As we listen to the stream of associations from an analytic patient, we hear an almost continuous flow of linked ideas. They seem to resolve themselves into a number of strands—sometimes few, sometimes many. But ask a friendly critic to listen to the same material: he hears a mixture of unrelated words and has the impression that the patient simply skips from one topic to the next. Who is right?

To put the problem in these terms helps to show how quickly we lose sight of the fact that the links between ideas in clinical material may be imposed from outside and are not always inherent in its structure. Since we find it so easy to see connections between disparate ideas, we assume that the connections are contained in the structure, which is to say that other judges would hear the material in much the same way. But would they? Would 12 friendly critics independently arrive at the same underlying structure, or would each hear his own favorite melody?

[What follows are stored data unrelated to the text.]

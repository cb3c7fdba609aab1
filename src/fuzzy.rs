//! Weighted fuzzy title scoring on a 0-100 scale.
//!
//! Both strings are lowercased, every non-alphanumeric character becomes a
//! space and whitespace is collapsed, so case, punctuation, separators like
//! `.`/`_` and surrounding whitespace never influence a score. Every component
//! works on sorted tokens, which makes the result independent of word order.

use std::collections::BTreeSet;

use strsim::normalized_levenshtein;

const TOKEN_SET_WEIGHT: f64 = 0.95;
const PARTIAL_SCALE: f64 = 0.9;
const LONG_PARTIAL_SCALE: f64 = 0.6;
const PARTIAL_LENGTH_RATIO: f64 = 1.5;
const LONG_LENGTH_RATIO: f64 = 8.0;

/// Lowercase, replace non-alphanumerics with spaces, collapse whitespace.
pub fn normalize(s: &str) -> String {
    let spaced: String = s
        .to_lowercase()
        .chars()
        .map(|c| if c.is_alphanumeric() { c } else { ' ' })
        .collect();
    spaced.split_whitespace().collect::<Vec<_>>().join(" ")
}

/// Plain edit-distance similarity of two already normalized strings.
pub fn ratio(a: &str, b: &str) -> f64 {
    if a.is_empty() || b.is_empty() {
        return 0.0;
    }
    normalized_levenshtein(a, b) * 100.0
}

/// Best [`ratio`] of the shorter string against any equally long window of
/// the longer one.
pub fn partial_ratio(a: &str, b: &str) -> f64 {
    let (short, long) = if a.chars().count() <= b.chars().count() {
        (a, b)
    } else {
        (b, a)
    };
    let short_len = short.chars().count();
    if short_len == 0 {
        return 0.0;
    }

    let long_chars: Vec<char> = long.chars().collect();
    let mut best: f64 = 0.0;
    for start in 0..=(long_chars.len() - short_len) {
        let window: String = long_chars[start..start + short_len].iter().collect();
        best = best.max(ratio(short, &window));
        if best >= 100.0 {
            break;
        }
    }
    best
}

fn sorted_tokens(s: &str) -> String {
    let mut tokens: Vec<&str> = s.split_whitespace().collect();
    tokens.sort_unstable();
    tokens.join(" ")
}

pub fn token_sort_ratio(a: &str, b: &str) -> f64 {
    ratio(&sorted_tokens(a), &sorted_tokens(b))
}

pub fn partial_token_sort_ratio(a: &str, b: &str) -> f64 {
    partial_ratio(&sorted_tokens(a), &sorted_tokens(b))
}

// Shared tokens, then shared + each side's leftovers.
fn token_set_strings(a: &str, b: &str) -> (String, String, String) {
    let left: BTreeSet<&str> = a.split_whitespace().collect();
    let right: BTreeSet<&str> = b.split_whitespace().collect();

    let join = |tokens: Vec<&str>| tokens.join(" ");
    let common = join(left.intersection(&right).copied().collect());
    let only_left = join(left.difference(&right).copied().collect());
    let only_right = join(right.difference(&left).copied().collect());

    let combine = |rest: &str| format!("{common} {rest}").trim().to_string();
    let with_left = combine(&only_left);
    let with_right = combine(&only_right);
    (common, with_left, with_right)
}

fn best_of_set(a: &str, b: &str, scorer: fn(&str, &str) -> f64) -> f64 {
    let (common, with_left, with_right) = token_set_strings(a, b);
    scorer(&common, &with_left)
        .max(scorer(&common, &with_right))
        .max(scorer(&with_left, &with_right))
}

pub fn token_set_ratio(a: &str, b: &str) -> f64 {
    best_of_set(a, b, ratio)
}

pub fn partial_token_set_ratio(a: &str, b: &str) -> f64 {
    best_of_set(a, b, partial_ratio)
}

/// Similarity of `query` and `title` in `[0, 100]`.
///
/// Strings of similar length are compared as whole token lists. When one is
/// at least 1.5 times longer, the shorter one may match a part of the longer
/// one, scaled down by 0.9 (0.6 beyond a length ratio of 8).
pub fn score(query: &str, title: &str) -> u8 {
    let a = normalize(query);
    let b = normalize(title);
    if a.is_empty() || b.is_empty() {
        return 0;
    }

    let (len_a, len_b) = (a.chars().count() as f64, b.chars().count() as f64);
    let length_ratio = len_a.max(len_b) / len_a.min(len_b);

    let base = token_sort_ratio(&a, &b);
    let best = if length_ratio < PARTIAL_LENGTH_RATIO {
        base.max(token_set_ratio(&a, &b) * TOKEN_SET_WEIGHT)
    } else {
        let scale = if length_ratio > LONG_LENGTH_RATIO {
            LONG_PARTIAL_SCALE
        } else {
            PARTIAL_SCALE
        };
        base.max(partial_token_sort_ratio(&a, &b) * scale)
            .max(partial_token_set_ratio(&a, &b) * TOKEN_SET_WEIGHT * scale)
    };

    best.round().clamp(0.0, 100.0) as u8
}
//! Rename Tatort episode files in a uniform way.
//!
//! Files downloaded from different sites are named in all kinds of ways. Each
//! base name is fuzzy-matched against the episode catalog, ambiguous matches
//! are put to the operator, and the file is renamed to
//! `Tatort <absolute> - <season>x<episode> - <title>`.

pub mod catalog;
pub mod config;
pub mod error;
pub mod formatter;
pub mod fuzzy;
pub mod matcher;
pub mod rename_engine;
pub mod resolver;
pub mod source;
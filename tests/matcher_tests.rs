// Integration tests for the candidate matcher

use tatort_rename::catalog::{CatalogIndex, RawCatalog, RawEpisode};
use tatort_rename::matcher::Matcher;

const TITLES: &[&str] = &[
    "Taxi nach Leipzig",
    "Reifezeugnis",
    "Im Schmerz geboren",
    "Im Schmerz geboren II",
    "Kressin und der tote Mann im Fleet",
    "Kressin stoppt den Nordexpress",
    "Der Wald steht schwarz und schweiget",
    "Episode 2016x39 - Janneke & Brix - 05 - Land in dieser Zeit",
    "Tod im Häcksler",
    "Schimanskis Waffe",
    "Mord/Totschlag",
    "Schwarzer Advent",
];

fn index() -> CatalogIndex {
    let mut raw = RawCatalog::new();
    for (n, title) in TITLES.iter().enumerate() {
        raw.entry(1).or_default().insert(n as u32 + 1, RawEpisode {
            id: 100 + n as u64,
            name: Some(title.to_string()),
            ..Default::default()
        });
    }
    CatalogIndex::build(raw).unwrap()
}

const QUERIES: &[&str] = &[
    "Tatort - Taxi nach Leipzig",
    "Tatort.Im.Schmerz.geboren.720p.German",
    "tatort_kressin",
    "Land in dieser Zeit (2016)",
    "Tatort Schwarz",
    "Mord Totschlag",
];

#[test]
fn test_match_is_deterministic() {
    let index = index();
    let matcher = Matcher::new("Tatort");
    for query in QUERIES {
        let first = matcher.find(query, &index);
        for _ in 0..5 {
            assert_eq!(matcher.find(query, &index), first, "query {query}");
        }
    }
}

#[test]
fn test_ranking_is_descending() {
    let index = index();
    let matcher = Matcher::new("Tatort").with_cutoff(0).with_limit(TITLES.len());
    for query in QUERIES {
        let found = matcher.find(query, &index);
        assert!(!found.is_empty());
        for pair in found.windows(2) {
            assert!(pair[0].score >= pair[1].score, "query {query}: {:?}", found);
            if pair[0].score == pair[1].score {
                assert!(pair[0].entry_id < pair[1].entry_id);
            }
        }
    }
}

#[test]
fn test_raising_cutoff_never_adds_candidates() {
    let index = index();
    for query in QUERIES {
        let mut previous = usize::MAX;
        for cutoff in (0..=100).step_by(5) {
            let count = Matcher::new("Tatort")
                .with_cutoff(cutoff)
                .with_limit(TITLES.len())
                .find(query, &index)
                .len();
            assert!(count <= previous, "query {query} cutoff {cutoff}");
            previous = count;
        }
    }
}

#[test]
fn test_every_candidate_clears_cutoff() {
    let index = index();
    let matcher = Matcher::new("Tatort").with_cutoff(60);
    for query in QUERIES {
        assert!(matcher.find(query, &index).iter().all(|c| c.score >= 60));
    }
}

#[test]
fn test_matches_against_stripped_title() {
    let index = index();
    let found = Matcher::new("Tatort").find("Land in dieser Zeit", &index);

    assert_eq!(found[0].entry_id, 107);
    assert_eq!(found[0].search_title, "Land in dieser Zeit");
    assert_eq!(found[0].score, 100);
}

#[test]
fn test_noisy_filename_finds_title() {
    let index = index();
    let found = Matcher::new("Tatort").find("Tatort.Taxi.nach.Leipzig.1080p.German", &index);
    assert_eq!(found[0].entry_id, 100);
}

#[test]
fn test_sequels_are_close() {
    let index = index();
    let found = Matcher::new("Tatort").find("Tatort - Im Schmerz geboren", &index);

    assert_eq!(found[0].entry_id, 102);
    assert_eq!(found[0].score, 100);
    assert_eq!(found[1].entry_id, 103);
    assert!(found[0].score - found[1].score <= 10);
}
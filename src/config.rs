use std::path::{Path, PathBuf};

use anyhow::Result;

/// Show ID of the Tatort series on thetvdb.com
pub const TATORT_SHOW_ID: u64 = 83214;

pub const DEFAULT_SERIES_NAME: &str = "Tatort";
pub const DEFAULT_LANGUAGE: &str = "deu";
pub const DEFAULT_CUTOFF: u8 = 60;
pub const DEFAULT_LIMIT: usize = 9;
pub const DEFAULT_AUTO_ACCEPT_MARGIN: u8 = 10;
pub const DEFAULT_MAX_PROMPT_ATTEMPTS: usize = 5;

#[derive(Debug, Clone)]
pub struct RenameConfig {
    pub directory: PathBuf,
    /// Token stripped from queries and used as the prefix of new names.
    pub series_name: String,
    pub show_id: u64,
    pub language: String,
    pub cutoff: u8,
    pub limit: usize,
    /// Rank 0 is accepted without asking when it beats rank 1 by more than this.
    pub auto_accept_margin: u8,
    pub max_prompt_attempts: usize,
    pub dry_run: bool,
}

// Configuration builder
pub struct ConfigBuilder {
    directory: Option<PathBuf>,
    series_name: String,
    show_id: u64,
    language: String,
    cutoff: u8,
    limit: usize,
    auto_accept_margin: u8,
    max_prompt_attempts: usize,
    dry_run: bool,
}

impl ConfigBuilder {
    pub fn new() -> Self {
        Self {
            directory: None,
            series_name: DEFAULT_SERIES_NAME.to_string(),
            show_id: TATORT_SHOW_ID,
            language: DEFAULT_LANGUAGE.to_string(),
            cutoff: DEFAULT_CUTOFF,
            limit: DEFAULT_LIMIT,
            auto_accept_margin: DEFAULT_AUTO_ACCEPT_MARGIN,
            max_prompt_attempts: DEFAULT_MAX_PROMPT_ATTEMPTS,
            dry_run: false,
        }
    }

    pub fn directory<P: AsRef<Path>>(mut self, dir: P) -> Self {
        self.directory = Some(dir.as_ref().to_path_buf());
        self
    }

    pub fn series_name(mut self, name: impl Into<String>) -> Self {
        self.series_name = name.into();
        self
    }

    pub fn show_id(mut self, show_id: u64) -> Self {
        self.show_id = show_id;
        self
    }

    pub fn language(mut self, language: impl Into<String>) -> Self {
        self.language = language.into();
        self
    }

    pub fn cutoff(mut self, cutoff: u8) -> Self {
        self.cutoff = cutoff;
        self
    }

    pub fn limit(mut self, limit: usize) -> Self {
        self.limit = limit;
        self
    }

    pub fn auto_accept_margin(mut self, margin: u8) -> Self {
        self.auto_accept_margin = margin;
        self
    }

    pub fn max_prompt_attempts(mut self, attempts: usize) -> Self {
        self.max_prompt_attempts = attempts;
        self
    }

    pub fn dry_run(mut self, dry_run: bool) -> Self {
        self.dry_run = dry_run;
        self
    }

    pub fn build(self) -> Result<RenameConfig> {
        let directory = self.directory
            .ok_or_else(|| anyhow::anyhow!("Directory is required"))?;

        if self.series_name.trim().is_empty() {
            return Err(anyhow::anyhow!("Series name must not be empty"));
        }
        if self.cutoff > 100 {
            return Err(anyhow::anyhow!("Cutoff must be between 0 and 100, got {}", self.cutoff));
        }
        if self.limit == 0 {
            return Err(anyhow::anyhow!("Candidate limit must be at least 1"));
        }
        if self.max_prompt_attempts == 0 {
            return Err(anyhow::anyhow!("At least one prompt attempt is required"));
        }

        Ok(RenameConfig {
            directory,
            series_name: self.series_name,
            show_id: self.show_id,
            language: self.language,
            cutoff: self.cutoff,
            limit: self.limit,
            auto_accept_margin: self.auto_accept_margin,
            max_prompt_attempts: self.max_prompt_attempts,
            dry_run: self.dry_run,
        })
    }
}

impl Default for ConfigBuilder {
    fn default() -> Self {
        Self::new()
    }
}

#[cfg(test)]
mod tests {
    use super::*;

    #[test]
    fn test_config_builder_defaults() {
        let config = ConfigBuilder::new()
            .directory("/test/path")
            .build()
            .unwrap();

        assert_eq!(config.directory, PathBuf::from("/test/path"));
        assert_eq!(config.series_name, "Tatort");
        assert_eq!(config.show_id, 83214);
        assert_eq!(config.cutoff, 60);
        assert_eq!(config.limit, 9);
        assert_eq!(config.auto_accept_margin, 10);
        assert!(!config.dry_run);
    }

    #[test]
    fn test_config_builder_requires_directory() {
        assert!(ConfigBuilder::new().build().is_err());
    }

    #[test]
    fn test_config_builder_rejects_bad_values() {
        assert!(ConfigBuilder::new().directory(".").cutoff(101).build().is_err());
        assert!(ConfigBuilder::new().directory(".").limit(0).build().is_err());
        assert!(ConfigBuilder::new().directory(".").series_name("  ").build().is_err());
        assert!(ConfigBuilder::new().directory(".").max_prompt_attempts(0).build().is_err());
    }
}
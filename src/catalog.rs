//! Episode catalog: raw records as delivered by the metadata source, and the
//! in-memory index the matcher works against.

use std::collections::BTreeMap;
use std::sync::LazyLock;

use regex::Regex;
use serde::{Deserialize, Deserializer, Serialize};
use serde_json::Value;
use tracing::{debug, info, warn};

use crate::error::CatalogError;

/// Raw catalog as delivered by the source: season -> episode -> record.
pub type RawCatalog = BTreeMap<u32, BTreeMap<u32, RawEpisode>>;

/// One episode record as the metadata source spells it. Field names vary
/// between API generations and a record may carry several spellings of the
/// same value, so each spelling gets its own slot and the accessors below
/// merge them: the first usable value wins.
#[derive(Debug, Clone, Default, Serialize, Deserialize)]
pub struct RawEpisode {
    pub id: u64,
    #[serde(default)]
    pub name: Option<String>,
    #[serde(default, deserialize_with = "lenient_u32")]
    pub season: Option<u32>,
    #[serde(default, deserialize_with = "lenient_u32")]
    pub episode: Option<u32>,
    #[serde(default, deserialize_with = "lenient_u32")]
    pub absolute: Option<u32>,
    #[serde(flatten)]
    pub spellings: SourceSpellings,
}

/// Alternate field names used by the different TVDB API generations.
#[derive(Debug, Clone, Default, Serialize, Deserialize)]
pub struct SourceSpellings {
    #[serde(default, rename = "episodename", skip_serializing_if = "Option::is_none")]
    pub episodename: Option<String>,
    #[serde(default, rename = "episodeName", skip_serializing_if = "Option::is_none")]
    pub episode_name: Option<String>,
    #[serde(
        default,
        rename = "seasonnumber",
        deserialize_with = "lenient_u32",
        skip_serializing_if = "Option::is_none"
    )]
    pub seasonnumber: Option<u32>,
    #[serde(
        default,
        rename = "seasonNumber",
        deserialize_with = "lenient_u32",
        skip_serializing_if = "Option::is_none"
    )]
    pub season_number: Option<u32>,
    #[serde(
        default,
        rename = "airedSeason",
        deserialize_with = "lenient_u32",
        skip_serializing_if = "Option::is_none"
    )]
    pub aired_season: Option<u32>,
    #[serde(
        default,
        rename = "episodenumber",
        deserialize_with = "lenient_u32",
        skip_serializing_if = "Option::is_none"
    )]
    pub episodenumber: Option<u32>,
    #[serde(
        default,
        rename = "number",
        deserialize_with = "lenient_u32",
        skip_serializing_if = "Option::is_none"
    )]
    pub number: Option<u32>,
    #[serde(
        default,
        rename = "airedEpisodeNumber",
        deserialize_with = "lenient_u32",
        skip_serializing_if = "Option::is_none"
    )]
    pub aired_episode_number: Option<u32>,
    #[serde(
        default,
        rename = "absolute_number",
        deserialize_with = "lenient_u32",
        skip_serializing_if = "Option::is_none"
    )]
    pub absolute_number: Option<u32>,
    #[serde(
        default,
        rename = "absoluteNumber",
        deserialize_with = "lenient_u32",
        skip_serializing_if = "Option::is_none"
    )]
    pub absolute_number_camel: Option<u32>,
}

impl RawEpisode {
    /// First non-blank title among all spellings.
    pub fn title(&self) -> Option<&str> {
        [&self.name, &self.spellings.episodename, &self.spellings.episode_name]
            .into_iter()
            .filter_map(|name| name.as_deref())
            .map(str::trim)
            .find(|name| !name.is_empty())
    }

    pub fn season_number(&self) -> Option<u32> {
        self.season
            .or(self.spellings.seasonnumber)
            .or(self.spellings.season_number)
            .or(self.spellings.aired_season)
    }

    pub fn episode_number(&self) -> Option<u32> {
        self.episode
            .or(self.spellings.episodenumber)
            .or(self.spellings.number)
            .or(self.spellings.aired_episode_number)
    }

    /// 0 when no spelling carries a usable number.
    pub fn absolute_number(&self) -> u32 {
        self.absolute
            .or(self.spellings.absolute_number)
            .or(self.spellings.absolute_number_camel)
            .unwrap_or(0)
    }
}

// Numbers show up as JSON numbers, numeric strings, empty strings or null.
fn lenient_u32<'de, D>(deserializer: D) -> Result<Option<u32>, D::Error>
where
    D: Deserializer<'de>,
{
    let value = Option::<Value>::deserialize(deserializer)?;
    Ok(match value {
        Some(Value::Number(n)) => n.as_u64().and_then(|n| u32::try_from(n).ok()),
        Some(Value::String(s)) => s.trim().parse().ok(),
        _ => None,
    })
}

#[derive(Debug, Clone, PartialEq, Eq)]
pub struct CatalogEntry {
    pub id: u64,
    pub display_title: String,
    pub season: u32,
    pub episode_in_season: u32,
    /// 0 when the source does not know it.
    pub absolute_number: u32,
    /// `display_title` with the broadcast metadata prefix stripped.
    pub search_title: String,
}

static STRUCTURED_TITLE: LazyLock<Regex> = LazyLock::new(|| {
    Regex::new(r"^(.+) - (.+) - (.+)$").expect("valid title pattern")
});

/// Reduce a catalog title to the part a filename would contain.
///
/// The source embeds broadcast metadata in the title field, e.g.
/// `"Episode 2016x39 - Janneke & Brix - 05 - Land in dieser Zeit"` becomes
/// `"Land in dieser Zeit"`. Titles without that structure pass through.
pub fn normalize_title(display_title: &str) -> String {
    match STRUCTURED_TITLE.captures(display_title) {
        Some(captures) => captures[3].to_string(),
        None => display_title.to_string(),
    }
}

/// All catalog entries of one run, keyed by episode id.
#[derive(Debug, Clone, Default)]
pub struct CatalogIndex {
    entries: BTreeMap<u64, CatalogEntry>,
}

impl CatalogIndex {
    pub fn build(raw: RawCatalog) -> Result<Self, CatalogError> {
        let mut entries = BTreeMap::new();

        for (season_key, episodes) in raw {
            for (episode_key, record) in episodes {
                let Some(display_title) = record.title().map(str::to_string) else {
                    warn!(
                        id = record.id,
                        season = season_key,
                        episode = episode_key,
                        "Skipping catalog record without a title"
                    );
                    continue;
                };

                let search_title = normalize_title(&display_title);
                if search_title.trim().is_empty() {
                    warn!(
                        id = record.id,
                        title = %display_title,
                        "Skipping catalog record with an empty search title"
                    );
                    continue;
                }
                if search_title != display_title {
                    debug!(
                        title = %display_title,
                        search = %search_title,
                        "Normalized catalog title"
                    );
                }

                let entry = CatalogEntry {
                    id: record.id,
                    display_title,
                    season: record.season_number().unwrap_or(season_key),
                    episode_in_season: record.episode_number().unwrap_or(episode_key),
                    absolute_number: record.absolute_number(),
                    search_title,
                };

                if entries.insert(entry.id, entry).is_some() {
                    return Err(CatalogError::DuplicateId(record.id));
                }
            }
        }

        if entries.is_empty() {
            return Err(CatalogError::Empty);
        }

        info!(episodes = entries.len(), "Built catalog index");
        Ok(Self { entries })
    }

    pub fn get(&self, id: u64) -> Option<&CatalogEntry> {
        self.entries.get(&id)
    }

    pub fn len(&self) -> usize {
        self.entries.len()
    }

    pub fn is_empty(&self) -> bool {
        self.entries.is_empty()
    }

    /// Entries in ascending id order.
    pub fn iter(&self) -> impl Iterator<Item = &CatalogEntry> {
        self.entries.values()
    }
}
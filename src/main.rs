use std::path::PathBuf;

use anyhow::{Context, Result};
use clap::{ArgGroup, Parser};
use tracing_subscriber::EnvFilter;

use tatort_rename::config::{ConfigBuilder, DEFAULT_LANGUAGE, TATORT_SHOW_ID};
use tatort_rename::rename_engine::{print_summary, RenameEngine};
use tatort_rename::resolver::ConsoleOperator;
use tatort_rename::source::CatalogSource;

#[derive(Parser, Debug)]
#[command(
    author,
    version,
    about = "Rename Tatort episode files using fuzzy matching against the episode catalog",
    after_help = "One of --catalog or --api-key is required."
)]
#[command(group(
    ArgGroup::new("source")
        .required(true)
        .multiple(true)
        .args(["catalog", "api_key"])
))]
struct Args {
    /// Directory containing the files to rename
    #[arg(default_value = ".")]
    directory: PathBuf,

    /// Read the episode catalog from a JSON snapshot instead of TVDB
    /// (this or --api-key is required)
    #[arg(long, value_name = "FILE")]
    catalog: Option<PathBuf>,

    /// TVDB v4 API key used to fetch the episode catalog (this or --catalog
    /// is required)
    #[arg(long, value_name = "KEY")]
    api_key: Option<String>,

    /// TVDB series ID
    #[arg(long, default_value_t = TATORT_SHOW_ID)]
    show_id: u64,

    /// Catalog language (TVDB three-letter code)
    #[arg(long, default_value = DEFAULT_LANGUAGE)]
    language: String,

    /// Only print the new names without renaming files
    #[arg(short = 'n', long)]
    dry_run: bool,

    /// Print debug logging to stderr
    #[arg(short, long)]
    verbose: bool,
}

#[tokio::main(flavor = "current_thread")]
async fn main() -> Result<()> {
    let args = Args::parse();

    let filter = if args.verbose {
        "tatort_rename=debug"
    } else {
        "tatort_rename=warn"
    };
    tracing_subscriber::fmt()
        .with_env_filter(EnvFilter::new(filter))
        .with_writer(std::io::stderr)
        .init();

    println!("Tatort Rename Tool");
    println!("==================");

    let config = ConfigBuilder::new()
        .directory(&args.directory)
        .show_id(args.show_id)
        .language(args.language.clone())
        .dry_run(args.dry_run)
        .build()?;

    let source = CatalogSource::select(args.catalog, args.api_key, &config)?;
    let index = source
        .load_index()
        .await
        .context("Could not load the episode catalog")?;
    println!("Loaded {} episodes from the catalog.\n", index.len());

    let mut operator = ConsoleOperator::stdio();
    let mut engine = RenameEngine::new(config.clone(), &index);
    let summary = engine.run(&mut operator)?;

    print_summary(&summary, config.dry_run, &config.directory);
    Ok(())
}
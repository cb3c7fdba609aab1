use std::io;
use std::path::PathBuf;

use thiserror::Error;

/// Failures while obtaining or indexing the episode catalog. All of them are
/// fatal for the run: a partial catalog is never used.
#[derive(Debug, Error)]
pub enum CatalogError {
    #[error("no catalog source configured (pass --catalog <FILE> or --api-key <KEY>)")]
    NoSource,

    #[error("catalog request failed: {0}")]
    Http(#[from] reqwest::Error),

    #[error("catalog source answered with HTTP {status} for {url}")]
    Status {
        status: reqwest::StatusCode,
        url: String,
    },

    #[error("catalog login was rejected: {0}")]
    Auth(String),

    #[error("could not read catalog snapshot {path:?}: {source}")]
    Snapshot {
        path: PathBuf,
        #[source]
        source: io::Error,
    },

    #[error("catalog data is malformed: {0}")]
    Malformed(#[from] serde_json::Error),

    #[error("catalog is empty")]
    Empty,

    #[error("catalog contains episode id {0} more than once")]
    DuplicateId(u64),
}

/// Invalid operator input at the disambiguation prompt.
#[derive(Debug, Error, PartialEq, Eq)]
pub enum ChoiceError {
    #[error("'{0}' is not a number")]
    NotANumber(String),

    #[error("{choice} is not between 0 and {max}")]
    OutOfRange { choice: usize, max: usize },
}

/// Failures of a single rename. The batch reports them and moves on.
#[derive(Debug, Error)]
pub enum RenameError {
    #[error("target file '{0}' already exists")]
    AlreadyExists(PathBuf),

    #[error("no permission to rename '{0}'")]
    NoPermission(PathBuf),

    #[error("source file '{0}' not found")]
    SourceNotFound(PathBuf),

    #[error("renaming '{path}' failed: {source}")]
    Io {
        path: PathBuf,
        #[source]
        source: io::Error,
    },
}

impl RenameError {
    pub fn from_io(path: PathBuf, err: io::Error) -> Self {
        match err.kind() {
            io::ErrorKind::PermissionDenied => RenameError::NoPermission(path),
            io::ErrorKind::NotFound => RenameError::SourceNotFound(path),
            _ => RenameError::Io { path, source: err },
        }
    }
}
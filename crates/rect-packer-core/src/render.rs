//! Debug rendering of a packing result.
//!
//! Every rectangle is filled with a random light color. Rasterizing doubles as an
//! independent check of the packer: a pixel outside the canvas or a pixel that is
//! already colored aborts the render with `PackError::InvariantViolation`.

use crate::error::{PackError, Result};
use crate::model::PackResult;
use image::{Rgb, RgbImage};
use rand::{Rng, SeedableRng, rngs::StdRng};
use std::path::Path;
use tracing::info;

const BACKGROUND: Rgb<u8> = Rgb([0, 0, 0]);

/// Rasterizes `result` into an RGB canvas. Colors are drawn from a `seed`ed RNG.
pub fn render_debug_image(result: &PackResult, seed: u64) -> Result<RgbImage> {
    let (cw, ch) = (result.canvas_width, result.canvas_height);
    let mut canvas = RgbImage::from_pixel(cw, ch, BACKGROUND);
    let mut rng = StdRng::seed_from_u64(seed);

    for (i, r) in result.placements.iter().enumerate() {
        // Channels stay in 128..=255 so a filled pixel never equals the background.
        let color = Rgb([
            rng.gen_range(128..=255u8),
            rng.gen_range(128..=255u8),
            rng.gen_range(128..=255u8),
        ]);
        if !r.fits_canvas(cw, ch) {
            return Err(PackError::InvariantViolation(format!(
                "rectangle {i} at ({}, {}) size {}x{} exceeds canvas {cw}x{ch}",
                r.x, r.y, r.w, r.h
            )));
        }
        for y in r.y..r.y_end() {
            for x in r.x..r.x_end() {
                let px = canvas.get_pixel_mut(x, y);
                if *px != BACKGROUND {
                    return Err(PackError::InvariantViolation(format!(
                        "rectangle {i} overlaps another rectangle at pixel ({x}, {y})"
                    )));
                }
                *px = color;
            }
        }
    }
    Ok(canvas)
}

/// Renders `result` and writes it to `path`; the format follows the extension (`.bmp`, `.png`).
pub fn save_debug_image(result: &PackResult, path: impl AsRef<Path>, seed: u64) -> Result<()> {
    let path = path.as_ref();
    let img = render_debug_image(result, seed)?;
    img.save(path)?;
    info!(?path, width = img.width(), height = img.height(), "debug image written");
    Ok(())
}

A suspicion that the latter is often the case comes from a recent study by Hartvig Dahl (personal communication) on hypothesis formation. A group of analysts listened to the early hours of a case and interrupted the reading whenever any one of them decided that enough evidence had accumulated to support one among a set of possible hypotheses. Each of these interruptions was defined as a “call,” and many single calls were heard—in fact, it was rare for the group to decide in unison that such and such a hypothesis could be supported at such and such a point.